Pour Abdelkebir Ouaddar, la passion de l’équitation n’a pas d’âge

« Aller aux Jeux Olympiques est le but de chaque sportif, c’est juste magnifique. »

Pour Abdelkebir Ouaddar comme pour tant d’autres, la magie des JO est éternelle.

Le Marocain est animé par la volonté de participer aux Jeux depuis sa découverte des sports équestres. Quatre décennies et un statut de double olympien plus tard, le temps et l’expérience n’ont eu aucune emprise sur ses objectifs et encore moins sur sa passion des chevaux.

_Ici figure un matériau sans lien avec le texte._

//! Bucket registry and signed URL construction/parsing.
//!
//! The registry owns the name-to-backend mapping. It is populated at
//! startup via `&mut` registration and then frozen (typically behind an
//! [`Arc`]); late registration during live traffic is deliberately not
//! supported.

use std::collections::HashMap;
use std::sync::Arc;

use chrono::Utc;
use percent_encoding::{AsciiSet, CONTROLS, percent_decode_str, utf8_percent_encode};
use tracing::debug;

use presigned_core::config::Config;
use presigned_core::error::{PresignedUrlError, PresignedUrlResult};
use presigned_core::types::UrlComponents;
use presigned_core::validation::validate_bucket_name;
use presigned_signer::UrlSigner;

use crate::backend::StorageBackend;

/// Characters percent-encoded in the path portion of built URLs.
///
/// Slashes stay literal (they separate path segments); everything that
/// would break URL structure is escaped.
const PATH_ENCODE_SET: &AsciiSet = &CONTROLS
    .add(b' ')
    .add(b'"')
    .add(b'<')
    .add(b'>')
    .add(b'`')
    .add(b'?')
    .add(b'#')
    .add(b'%');

/// When a URL should stop being honored.
#[derive(Debug, Clone, Copy, PartialEq, Eq)]
pub enum Expiration {
    /// Absolute unix timestamp. Used as given, never clamped.
    At(i64),
    /// Relative lifetime in seconds, clamped to the configured `max_ttl`
    /// before being added to the current time.
    In(u64),
}

/// Mapping from bucket names to storage backends, plus URL issuance and
/// parsing.
///
/// Read-mostly: populate with [`add_bucket`](Self::add_bucket) during
/// startup, then share immutably.
pub struct BucketRegistry {
    config: Config,
    signer: Arc<dyn UrlSigner>,
    buckets: HashMap<String, Arc<dyn StorageBackend>>,
}

impl std::fmt::Debug for BucketRegistry {
    fn fmt(&self, f: &mut std::fmt::Formatter<'_>) -> std::fmt::Result {
        f.debug_struct("BucketRegistry")
            .field("buckets", &self.buckets.keys().collect::<Vec<_>>())
            .finish()
    }
}

impl BucketRegistry {
    /// Create an empty registry.
    #[must_use]
    pub fn new(config: Config, signer: Arc<dyn UrlSigner>) -> Self {
        Self {
            config,
            signer,
            buckets: HashMap::new(),
        }
    }

    /// The configuration this registry was built with.
    #[must_use]
    pub fn config(&self) -> &Config {
        &self.config
    }

    /// Register a backend under a validated bucket name.
    ///
    /// Re-registering an existing name silently overwrites it
    /// (last-writer-wins).
    ///
    /// # Errors
    ///
    /// Returns [`PresignedUrlError::InvalidBucketName`] if the name
    /// violates the naming constraints. Treat as fatal to startup.
    pub fn add_bucket(
        &mut self,
        name: &str,
        backend: Arc<dyn StorageBackend>,
    ) -> PresignedUrlResult<()> {
        validate_bucket_name(name)?;
        debug!(bucket = name, "registered bucket");
        self.buckets.insert(name.to_owned(), backend);
        Ok(())
    }

    /// Register a backend without validating the name.
    ///
    /// Escape hatch for pre-validated names; prefer
    /// [`add_bucket`](Self::add_bucket).
    pub fn add_bucket_unchecked(&mut self, name: &str, backend: Arc<dyn StorageBackend>) {
        debug!(bucket = name, "registered bucket (validation skipped)");
        self.buckets.insert(name.to_owned(), backend);
    }

    /// Resolve a bucket name to its backend.
    ///
    /// # Errors
    ///
    /// Returns [`PresignedUrlError::BucketNotFound`] if the name is not
    /// registered.
    pub fn get_bucket(&self, name: &str) -> PresignedUrlResult<Arc<dyn StorageBackend>> {
        self.buckets
            .get(name)
            .cloned()
            .ok_or_else(|| PresignedUrlError::BucketNotFound {
                bucket: name.to_owned(),
            })
    }

    /// Whether a bucket name is registered.
    #[must_use]
    pub fn has_bucket(&self, name: &str) -> bool {
        self.buckets.contains_key(name)
    }

    /// Issue a time-limited signed URL for an object.
    ///
    /// If the bucket's backend advertises native presigned URL support and
    /// produces one for `(path, expires)`, that URL is returned verbatim
    /// and the generic signer is bypassed entirely. Otherwise the URL is
    /// built from the configured base URL with the generic HMAC signature.
    ///
    /// Relative expirations are clamped to `serving.max_ttl`; absolute
    /// timestamps are used as given.
    ///
    /// # Errors
    ///
    /// Returns [`PresignedUrlError::BucketNotFound`] if the bucket is not
    /// registered.
    pub fn temporary_url(
        &self,
        bucket: &str,
        path: &str,
        expiration: Expiration,
    ) -> PresignedUrlResult<String> {
        let backend = self.get_bucket(bucket)?;
        let expires = self.resolve_expiration(expiration);

        if backend.supports_native_presigned_url() {
            if let Some(native_url) = backend.native_presigned_url(path, expires) {
                debug!(bucket, path, expires, "delegated to backend-native presigned URL");
                return Ok(native_url);
            }
        }

        let signature = self.signer.sign(bucket, path, expires);

        Ok(self.build_url(bucket, path, expires, &signature))
    }

    /// Build a signed URL from its components.
    ///
    /// Format: `{base}/{bucket}/{path}?{expires_param}={expires}&{signature_param}={signature}`
    /// with the path percent-encoded (slashes kept literal) and any
    /// leading slash stripped.
    #[must_use]
    pub fn build_url(&self, bucket: &str, path: &str, expires: i64, signature: &str) -> String {
        let base_url = self.config.base_url.trim_end_matches('/');
        let path = path.trim_start_matches('/');
        let encoded_path = utf8_percent_encode(path, PATH_ENCODE_SET);

        let query = form_urlencoded::Serializer::new(String::new())
            .append_pair(&self.config.signature.expires_param, &expires.to_string())
            .append_pair(&self.config.signature.signature_param, signature)
            .finish();

        format!("{base_url}/{bucket}/{encoded_path}?{query}")
    }

    /// Decompose a signed URL into its components, without verifying them.
    ///
    /// Returns `None` for anything structurally invalid: unparsable URLs,
    /// a path that does not split into bucket plus remainder, a missing or
    /// repeated expiry/signature parameter, an expiry of zero (or one that
    /// does not parse as an integer), or an empty signature.
    ///
    /// The result is untrusted: run it through the serving pipeline (or
    /// the signer directly) before acting on it.
    #[must_use]
    pub fn parse_url(&self, url: &str) -> Option<UrlComponents> {
        let uri: http::Uri = url.parse().ok()?;
        let query = uri.query()?;

        let path = uri.path().trim_start_matches('/');
        let (bucket, file_path) = path.split_once('/')?;
        let file_path = percent_decode_str(file_path).decode_utf8().ok()?;

        let expires_raw = single_query_value(query, &self.config.signature.expires_param)?;
        let signature = single_query_value(query, &self.config.signature.signature_param)?;

        let expires: i64 = expires_raw.parse().unwrap_or(0);
        if expires == 0 || signature.is_empty() {
            return None;
        }

        Some(UrlComponents {
            bucket: bucket.to_owned(),
            path: file_path.into_owned(),
            expires,
            signature,
        })
    }

    /// Resolve an [`Expiration`] to an absolute unix timestamp.
    fn resolve_expiration(&self, expiration: Expiration) -> i64 {
        match expiration {
            Expiration::At(timestamp) => timestamp,
            Expiration::In(ttl) => {
                let ttl = ttl.min(self.config.serving.max_ttl);
                Utc::now().timestamp() + i64::try_from(ttl).unwrap_or(i64::MAX)
            }
        }
    }
}

/// Extract a query parameter that appears exactly once.
///
/// Repeated parameters are treated as structurally invalid, not
/// last-writer-wins.
fn single_query_value(query: &str, name: &str) -> Option<String> {
    let mut found = None;
    for (key, value) in form_urlencoded::parse(query.as_bytes()) {
        if key == name {
            if found.is_some() {
                return None;
            }
            found = Some(value.into_owned());
        }
    }
    found
}
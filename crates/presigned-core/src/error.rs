//! Error taxonomy for presigned URL operations.
//!
//! Every failure mode in the signing, registry, and serving layers is
//! represented by a [`PresignedUrlError`] variant. All variants are narrow,
//! recoverable signals: the serving pipeline catches each one and maps it to
//! a fixed HTTP status, so none of them escape `serve()`. Backend adapters
//! are expected to normalize their own I/O failures into [`FileNotFound`]
//! or [`InvalidPath`] before they reach the pipeline.
//!
//! [`FileNotFound`]: PresignedUrlError::FileNotFound
//! [`InvalidPath`]: PresignedUrlError::InvalidPath

/// Errors produced by the presigned URL crates.
#[derive(Debug, thiserror::Error)]
pub enum PresignedUrlError {
    /// The named bucket is not registered.
    #[error("bucket not found: {bucket}")]
    BucketNotFound {
        /// The bucket name that was not found.
        bucket: String,
    },

    /// The requested file does not exist in the backend.
    #[error("file not found: {path}")]
    FileNotFound {
        /// The path that was not found.
        path: String,
    },

    /// The path escapes the backend root (e.g. contains `..` components).
    #[error("invalid path: {path}")]
    InvalidPath {
        /// The offending path.
        path: String,
    },

    /// The supplied signature does not match the expected one.
    #[error("invalid signature")]
    InvalidSignature,

    /// The URL's expiry timestamp is in the past.
    #[error("URL expired at {expires}")]
    ExpiredUrl {
        /// The unix timestamp the URL expired at.
        expires: i64,
    },

    /// The bucket name violates the naming constraints.
    ///
    /// Raised only at bucket-registration time, never per request. An
    /// unhandled occurrence should be treated as fatal to startup.
    #[error("invalid bucket name: {name}: {reason}")]
    InvalidBucketName {
        /// The invalid bucket name.
        name: String,
        /// Human-readable description of the violated rule.
        reason: String,
    },

    /// Internal error with context.
    #[error(transparent)]
    Internal(#[from] anyhow::Error),
}

/// Convenience result type for presigned URL operations.
pub type PresignedUrlResult<T> = Result<T, PresignedUrlError>;
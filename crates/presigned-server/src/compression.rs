//! Gzip body compression.

use std::io::Write;

use bytes::Bytes;
use flate2::Compression;
use flate2::write::GzEncoder;

/// Gzip-compress a body at the given level (0-9).
///
/// Returns `None` when compression fails; the caller falls back to the
/// uncompressed bytes.
#[must_use]
pub fn gzip(data: &[u8], level: u32) -> Option<Bytes> {
    let mut encoder = GzEncoder::new(Vec::new(), Compression::new(level.min(9)));
    encoder.write_all(data).ok()?;
    let compressed = encoder.finish().ok()?;
    Some(Bytes::from(compressed))
}

#[cfg(test)]
mod tests {
    use std::io::Read;

    use flate2::read::GzDecoder;

    use super::*;

    #[test]
    fn test_should_roundtrip_through_gzip() {
        let body = "Hello World ".repeat(200);
        let compressed = gzip(body.as_bytes(), 6).unwrap();
        assert!(compressed.len() < body.len());

        let mut decoder = GzDecoder::new(&compressed[..]);
        let mut decompressed = String::new();
        decoder.read_to_string(&mut decompressed).unwrap();
        assert_eq!(decompressed, body);
    }

    #[test]
    fn test_should_emit_gzip_magic_bytes() {
        let compressed = gzip(b"payload", 6).unwrap();
        assert_eq!(&compressed[..2], &[0x1f, 0x8b]);
    }

    #[test]
    fn test_should_clamp_out_of_range_level() {
        assert!(gzip(b"payload", 99).is_some());
    }

    #[test]
    fn test_should_compress_empty_input() {
        let compressed = gzip(b"", 6).unwrap();
        assert!(!compressed.is_empty());
    }
}
//! The HTTP response value returned by the serving pipeline.

use std::io::Read;

use bytes::Bytes;
use http::{HeaderMap, HeaderName, HeaderValue, StatusCode};

use presigned_storage::ObjectRead;

/// Response body variants.
///
/// Small and compressed bodies are buffered; large plain transfers are
/// handed out as open byte streams so the whole object never sits in
/// memory at once.
pub enum ResponseBody {
    /// No body (304, HEAD, error statuses before a body is attached).
    Empty,
    /// Fully buffered bytes.
    Buffered(Bytes),
    /// An open, seekable byte stream owned by this response. Closed on
    /// drop.
    Stream(Box<dyn ObjectRead>),
}

impl std::fmt::Debug for ResponseBody {
    fn fmt(&self, f: &mut std::fmt::Formatter<'_>) -> std::fmt::Result {
        match self {
            Self::Empty => f.write_str("Empty"),
            Self::Buffered(bytes) => f.debug_tuple("Buffered").field(&bytes.len()).finish(),
            Self::Stream(_) => f.write_str("Stream"),
        }
    }
}

/// An HTTP response produced by the serving pipeline.
///
/// Created fresh per request and never mutated after being returned;
/// the only sanctioned post-hoc change is
/// [`with_header`](Self::with_header), which copies. Header lookup is
/// case-insensitive (header names are stored normalized).
#[derive(Debug)]
pub struct FileResponse {
    /// The HTTP status code.
    pub status: StatusCode,
    /// Response headers.
    pub headers: HeaderMap,
    /// The response body.
    pub body: ResponseBody,
}

impl FileResponse {
    /// Create a bodiless response with the given status.
    #[must_use]
    pub fn new(status: StatusCode) -> Self {
        Self {
            status,
            headers: HeaderMap::new(),
            body: ResponseBody::Empty,
        }
    }

    /// Copy this response with one header added (or replaced).
    ///
    /// A name or value that is not a valid HTTP header is silently
    /// dropped.
    #[must_use]
    pub fn with_header(mut self, name: &str, value: &str) -> Self {
        if let (Ok(name), Ok(value)) = (
            name.parse::<HeaderName>(),
            HeaderValue::from_str(value),
        ) {
            self.headers.insert(name, value);
        }
        self
    }

    /// Look up a header value by name, case-insensitively.
    ///
    /// Returns `None` for absent headers and for values that are not
    /// valid UTF-8.
    #[must_use]
    pub fn header(&self, name: &str) -> Option<&str> {
        self.headers.get(name).and_then(|v| v.to_str().ok())
    }

    /// Whether a header is present, case-insensitively.
    #[must_use]
    pub fn has_header(&self, name: &str) -> bool {
        self.headers.contains_key(name)
    }

    /// Whether the status is in the 2xx range.
    #[must_use]
    pub fn is_success(&self) -> bool {
        self.status.is_success()
    }

    /// Whether the status is 304 Not Modified.
    #[must_use]
    pub fn is_not_modified(&self) -> bool {
        self.status == StatusCode::NOT_MODIFIED
    }

    /// Whether the status is 206 Partial Content.
    #[must_use]
    pub fn is_partial_content(&self) -> bool {
        self.status == StatusCode::PARTIAL_CONTENT
    }

    /// Whether the response carries a body.
    #[must_use]
    pub fn has_body(&self) -> bool {
        !matches!(self.body, ResponseBody::Empty)
    }

    /// Consume the response and drain its body into memory.
    ///
    /// # Errors
    ///
    /// Propagates I/O errors from reading a streamed body.
    pub fn into_body_bytes(self) -> std::io::Result<Bytes> {
        match self.body {
            ResponseBody::Empty => Ok(Bytes::new()),
            ResponseBody::Buffered(bytes) => Ok(bytes),
            ResponseBody::Stream(mut stream) => {
                let mut buf = Vec::new();
                stream.read_to_end(&mut buf)?;
                Ok(Bytes::from(buf))
            }
        }
    }
}

#[cfg(test)]
mod tests {
    use std::io::Cursor;

    use super::*;

    #[test]
    fn test_should_start_bodiless() {
        let response = FileResponse::new(StatusCode::OK);
        assert!(response.is_success());
        assert!(!response.has_body());
        assert!(response.headers.is_empty());
    }

    #[test]
    fn test_should_look_up_headers_case_insensitively() {
        let response = FileResponse::new(StatusCode::OK).with_header("Content-Type", "text/plain");
        assert_eq!(response.header("content-type"), Some("text/plain"));
        assert_eq!(response.header("CONTENT-TYPE"), Some("text/plain"));
        assert!(response.has_header("cOnTenT-tYpE"));
        assert!(response.header("x-missing").is_none());
    }

    #[test]
    fn test_should_replace_header_on_repeat() {
        let response = FileResponse::new(StatusCode::OK)
            .with_header("ETag", "\"a\"")
            .with_header("etag", "\"b\"");
        assert_eq!(response.header("ETag"), Some("\"b\""));
        assert_eq!(response.headers.len(), 1);
    }

    #[test]
    fn test_should_drop_invalid_header() {
        let response = FileResponse::new(StatusCode::OK).with_header("bad name", "x");
        assert!(response.headers.is_empty());
    }

    #[test]
    fn test_should_report_status_predicates() {
        assert!(FileResponse::new(StatusCode::NOT_MODIFIED).is_not_modified());
        assert!(FileResponse::new(StatusCode::PARTIAL_CONTENT).is_partial_content());
        assert!(!FileResponse::new(StatusCode::FORBIDDEN).is_success());
    }

    #[test]
    fn test_should_drain_buffered_body() {
        let mut response = FileResponse::new(StatusCode::OK);
        response.body = ResponseBody::Buffered(Bytes::from("hello"));
        assert!(response.has_body());
        assert_eq!(response.into_body_bytes().unwrap(), Bytes::from("hello"));
    }

    #[test]
    fn test_should_drain_streamed_body() {
        let mut response = FileResponse::new(StatusCode::OK);
        response.body = ResponseBody::Stream(Box::new(Cursor::new(Bytes::from("streamed"))));
        assert_eq!(response.into_body_bytes().unwrap(), Bytes::from("streamed"));
    }
}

« J’ai toujours rêvé d’aller aux Jeux Olympiques. Quand je montais avec le Prince Charif Moulay Abdallah Alaoui, on devait avoir dix ou douze ans et à chaque fois, on parlait de ces compétitions, je lui disais : ‘Le jour où je vais faire de l’équitation, j’aimerais bien aller aux Jeux Olympiques’ », se rappelle-t-il dans une interview exclusive avec Olympics.com.

Ce rêve est devenu réalité à Rio 2016 avec une 49e place en saut d’obstacles. Au Brésil, il était même le porte-drapeau de la délégation marocaine. Une véritable fierté pour celui qui avait alors 54 ans.

Un tel accomplissement l’a incité à prolonger le plaisir en participant à Tokyo 2020. Et ce n’est pas encore fini. Même si un quota en saut d’obstacles pour les Jeux Olympiques de Paris 2024 lui a échappé après une blessure d’Istanbul, son cheval. le natif d’Aït Ourir n’a pas peur de patienter jusqu’à Los Angeles 2028 pour renouer avec la magie des JO.

« Il ne faut pas baisser les bras, il faut continuer, l’équitation c’est comme ça », explique le Marocain, qui verra tout de même ses compatriotes aux prochains Jeux, en dressage et en concours complet. « Et les JO, si on ne fait pas les prochains, on essayera ceux quatre ans plus tard. Je vais me préparer vraiment pour Los Angeles 2028 et j’espère une qualification en équipe, comme à Tokyo 2020 », disait-il en novembre, avant la fin de la période de classement olympique.